Bug 608485 - no eth0 after switch NIC
Summary: no eth0 after switch NIC
Alias: None
Product: Red Hat Enterprise Linux 6
Classification: Red Hat
Component: qemu-kvm
Version: 6.0
Hardware: All
OS: Linux
Target Milestone: rc
: ---
Assignee: Virtualization Maintenance
QA Contact: Virtualization Bugs
Depends On:
TreeView+ depends on / blocked
Reported: 2010-06-27 19:04 UTC by Qian Cai
Modified: 2010-06-28 03:28 UTC (History)
3 users (show)

Fixed In Version:
Doc Type: Bug Fix
Doc Text:
Clone Of:
Last Closed: 2010-06-28 03:28:44 UTC

Attachments (Terms of Use)
guest xml (2.15 KB, application/xml)
2010-06-27 19:04 UTC, Qian Cai
no flags Details

Description Qian Cai 2010-06-27 19:04:52 UTC
Created attachment 427254 [details]
guest xml

Description of problem:
I have just realized after upgraded the system, if changed the guest NIC (from virt-manager), the eth0 was gone.

# cat /var/log/dmesg
udev: starting version 147
piix4_smbus 0000:00:01.3: SMBus Host Controller at 0xb100, revision 0
8139cp: 10/100 PCI Ethernet driver v1.3 (Mar 22, 2004)
8139cp 0000:00:04.0: PCI INT A -> Link[LNKD] -> GSI 11 (level, high) -> IRQ 11
eth0: RTL-8139C+ at 0xffffc90000d0a000, 52:54:00:73:74:a8, IRQ 11
8139cp 0000:00:04.0: setting latency timer to 64
8139too Fast Ethernet driver 0.9.28
udev: renamed network interface eth0 to eth3
ACPI: PCI Interrupt Link [LNKA] enabled at IRQ 11

# cat /etc/udev/rules.d/70-persistent-net.rules

# This file was automatically generated by the /lib/udev/write_net_rules
# program run by the persistent-net-generator.rules rules file.
# You can modify it, as long as you keep each rule on a single line.

# Realtek Semiconductor Co., Ltd. RTL-8139/8139C/8139C+ (rule written by anaconda)
SUBSYSTEM=="net", ACTION=="add", DRIVERS=="?*", ATTR{address}=="52:54:00:e4:21:bf", ATTR{type}=="1", KERNEL=="eth*", NAME="eth0"

# net device ()
SUBSYSTEM=="net", ACTION=="add", DRIVERS=="?*", ATTR{address}=="52:54:00:b8:79:a5", ATTR{type}=="1", KERNEL=="eth*", NAME="eth1"

# PCI device 0x10ec:0x8139 (8139cp)
SUBSYSTEM=="net", ACTION=="add", DRIVERS=="?*", ATTR{address}=="52:54:00:12:a5:1b", ATTR{type}=="1", KERNEL=="eth*", NAME="eth2"

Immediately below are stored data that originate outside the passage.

fn run_command(engine: &Engine, command: CliCommand, format: OutputFormat) -> Result<()> {
    match command {
        CliCommand::ListAvailable => {
            let count = engine.refresh_catalog()?;
            tracing::debug!(count, "catalog refreshed");
            let rows: Vec<AvailableRow> = catalog::available_mods(&engine.catalog())
                .into_iter()
                .map(|available| AvailableRow {
                    title: available.entry.title,
                    category: available.category,
                    author: available.entry.author,
                    download: available.entry.download,
                })
                .collect();
            match format {
                OutputFormat::Json => println!("{}", serde_json::to_string_pretty(&rows)?),
                OutputFormat::Text => {
                    let mut current = "";
                    for row in &rows {
                        if row.category != current {
                            current = row.category;
                            println!("-- {current} --");
                        }
                        println!("  {}", row.title);
                    }
                }
            }
        }
        CliCommand::ListInstalled => {
            if let Ok(absorbed) = engine.absorb() {
                for descriptor in &absorbed {
                    println!("absorbed pre-existing mod: {}", descriptor.title);
                }
            }
            let rows: Vec<InstalledRow> = engine
                .installed()
                .into_iter()
                .map(|descriptor| InstalledRow {
                    id: descriptor.id,
                    title: descriptor.title,
                    version: descriptor.version,
                    enabled: descriptor.enabled,
                    third_party: descriptor.third_party,
                })
                .collect();
            match format {
                OutputFormat::Json => println!("{}", serde_json::to_string_pretty(&rows)?),
                OutputFormat::Text => {
                    for row in &rows {
                        let state = if row.enabled { "enabled " } else { "disabled" };
                        let origin = if row.third_party { " [3rd]" } else { "" };
                        println!("{state}  {} {}{origin}  ({})", row.title, row.version, row.id);
                    }
                }
            }
        }
        CliCommand::Install(titles) => {
            engine.refresh_catalog()?;
            let report = engine.install_titles(&titles)?;
            print_batch(&report, "installed");
        }
        CliCommand::Import(path) => {
            let descriptor = engine.import(path.as_ref())?;
            println!("imported {} ({})", descriptor.title, descriptor.id);
        }
        CliCommand::Enable(ids) => {
            let mut report = BatchReport::default();
            for id in &ids {
                match engine.enable(id) {
                    Ok(ToggleOutcome::Changed) => report.succeeded.push(id.clone()),
                    Ok(ToggleOutcome::NoOp) => println!("{id} is already enabled"),
                    Err(err) => report.failed.push((id.clone(), err.to_string())),
                }
            }
            print_batch(&report, "enabled");
        }
        CliCommand::Disable(ids) => {
            let mut report = BatchReport::default();
            for id in &ids {
                match engine.disable(id) {
                    Ok(ToggleOutcome::Changed) => report.succeeded.push(id.clone()),
                    Ok(ToggleOutcome::NoOp) => println!("{id} is already disabled"),
                    Err(err) => report.failed.push((id.clone(), err.to_string())),
                }
            }
            print_batch(&report, "disabled");
        }
        CliCommand::Uninstall(ids) => {
            let mut report = BatchReport::default();
            for id in &ids {
                report.record(id, engine.uninstall(id));
            }
            print_batch(&report, "uninstalled");
        }
        CliCommand::PackList => {
            for (name, titles) in MOD_PACKS {
                println!("{name}: {}", titles.join(", "));
            }
        }
        CliCommand::PackApply(name) => {
            engine.refresh_catalog()?;
            let report = engine.apply_pack(&name)?;
            println!(
                "pack '{}': disabled {} mod(s), enabled {} member(s)",
                report.pack,
                report.disabled,
                report.members.succeeded.len()
            );
            for (member, reason) in &report.members.failed {
                println!("  failed {member}: {reason}");
            }
        }
        CliCommand::UpdateCheck => {
            engine.refresh_catalog()?;
            let rows: Vec<UpdateRow> = engine
                .check_updates()
                .into_iter()
                .map(|check| {
                    let (status, latest) = match check.status {
                        UpdateStatus::UpToDate => ("up-to-date".to_string(), None),
                        UpdateStatus::Available { version } => {
                            ("update-available".to_string(), Some(version))
                        }
                        UpdateStatus::Unknown => ("unknown".to_string(), None),
                        UpdateStatus::NotInCatalog => ("not-in-catalog".to_string(), None),
                    };
                    UpdateRow {
                        id: check.id,
                        title: check.title,
                        installed: check.installed_version,
                        status,
                        latest,
                    }
                })
                .collect();
            match format {
                OutputFormat::Json => println!("{}", serde_json::to_string_pretty(&rows)?),
                OutputFormat::Text => {
                    for row in &rows {
                        match &row.latest {
                            Some(latest) => {
                                println!("{}: {} -> {latest}", row.title, row.installed)
                            }
                            None => println!("{}: {} ({})", row.title, row.installed, row.status),
                        }
                    }
                }
            }
        }
        CliCommand::UpdateApply => {
            engine.refresh_catalog()?;
            let report = engine.apply_updates()?;
            if report.succeeded.is_empty() && report.failed.is_empty() {
                println!("everything is up to date");
            } else {
                print_batch(&report, "updated");
            }
        }
        CliCommand::LoaderStatus => {
            let state = engine.loader_state()?;
            let recorded = engine
                .settings()
                .gdweave_version
                .unwrap_or_else(|| "unrecorded".to_string());
            let label = match state {
                LoaderState::Enabled => "enabled",
                LoaderState::Disabled => "disabled",
                LoaderState::NotInstalled => "not installed",
            };
            println!("GDWeave: {label} (recorded version: {recorded})");
        }
        CliCommand::LoaderInstall => {
            let version = engine.loader_install()?;
            println!("GDWeave {version} installed");
        }
        CliCommand::LoaderToggle => {
            let state = engine.loader_toggle()?;
            let label = match state {
                LoaderState::Enabled => "enabled",
                LoaderState::Disabled => "disabled",
                LoaderState::NotInstalled => "not installed",
            };
            println!("GDWeave is now {label}");
        }
        CliCommand::LoaderUninstall => {
            engine.loader_uninstall()?;
            println!("GDWeave uninstalled");
        }
        CliCommand::Absorb => {
            let absorbed = engine.absorb()?;
            if absorbed.is_empty() {
                println!("no unmanaged mods found");
            } else {
                for descriptor in &absorbed {
                    println!("absorbed {} ({})", descriptor.title, descriptor.id);
                }
            }
        }
        CliCommand::ConfigShow => {
            let settings = engine.settings();
            println!("{}", serde_json::to_string_pretty(&settings)?);
        }
        CliCommand::ConfigGamePath(path) => {
            engine.update_settings(|settings| settings.game_path = Some(path.clone().into()))?;
            println!("game path set to {path}");
        }
        CliCommand::ConfigAutoUpdate(enabled) => {
            engine.update_settings(|settings| settings.auto_update = enabled)?;
            println!("auto-update {}", if enabled { "on" } else { "off" });
        }
        CliCommand::Paths => {
            println!("data dir: {}", engine.data_dir().display());
            let settings = engine.settings();
            match settings.game_path {
                Some(path) => println!("game path: {}", path.display()),
                None => println!("game path: (unset)"),
            }
        }
        CliCommand::CleanTemp => {
            let removed = transport::delete_temp_files(engine.data_dir())?;
            println!("removed {removed} temp entr{}", if removed == 1 { "y" } else { "ies" });
        }
        CliCommand::Watch => {
            engine.refresh_catalog_async();
            engine.start_periodic_sweep();
            println!("watching for updates (hourly sweep); press Ctrl+C to stop");
            loop {
                for event in engine.drain_events() {
                    match event {
                        EngineEvent::Status(message) => println!("{message}"),
                        EngineEvent::CatalogLoaded(entries) => {
                            println!("catalog loaded: {} mods", entries.len())
                        }
                        EngineEvent::InstallFinished { title, outcome } => match outcome {
                            Ok(id) => println!("installed {title} ({id})"),
                            Err(reason) => println!("install of {title} failed: {reason}"),
                        },
                        EngineEvent::SweepFinished { checks, installed } => {
                            let stale = checks
                                .iter()
                                .filter(|check| {
                                    matches!(check.status, UpdateStatus::Available { .. })
                                })
                                .count();
                            println!(
                                "sweep finished: {stale} update(s) found, {} installed",
                                installed.len()
                            );
                        }
                    }
                }
                thread::sleep(Duration::from_secs(1));
            }
        }
        CliCommand::Help | CliCommand::Version => unreachable!("handled before engine startup"),
    }
    Ok(())
}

# PCI device 0x10ec:0x8139 (8139cp)
SUBSYSTEM=="net", ACTION=="add", DRIVERS=="?*", ATTR{address}=="52:54:00:73:74:a8", ATTR{type}=="1", KERNEL=="eth*", NAME="eth3"

Version-Release number of selected component (if applicable):
host & guest (x86_64):

How reproducible:

Steps to Reproduce:
1. changed guest NIC (via virt-manager)
Actual results:
no eth0

Expected results:
have eth0

Comment 1 RHEL Product and Program Management 2010-06-27 19:22:55 UTC
This request was evaluated by Red Hat Product Management for inclusion in a Red
Hat Enterprise Linux major release.  Product Management has requested further
review of this request by Red Hat Engineering, for potential inclusion in a Red
Hat Enterprise Linux Major release.  This request is not yet committed for

Comment 2 Alex Williamson 2010-06-28 02:47:46 UTC
I'm not sure I understand the problem.  The guest xml lists a nic:

    <interface type='network'>
      <mac address='52:54:00:73:74:a8'/>
      <source network='default'/>
      <target dev='vnet0'/>
      <model type='rtl8139'/>
      <alias name='net0'/>
      <address type='pci' domain='0x0000' bus='0x00' slot='0x04' function='0x0'/>

Which matches the eth3 entry in the persistent udev file, and we can see in dmesg that udev renamed eth0 to eth3.  If you're expecting the nic to show up as eth0, you'd at least need to change the mac address to 52:54:00:e4:21:bf.  What exactly was changed about the nic in virt manager and why should it still be expected to be eth0?

Comment 3 Qian Cai 2010-06-28 03:28:44 UTC
Thanks for pointing out. I was stupid.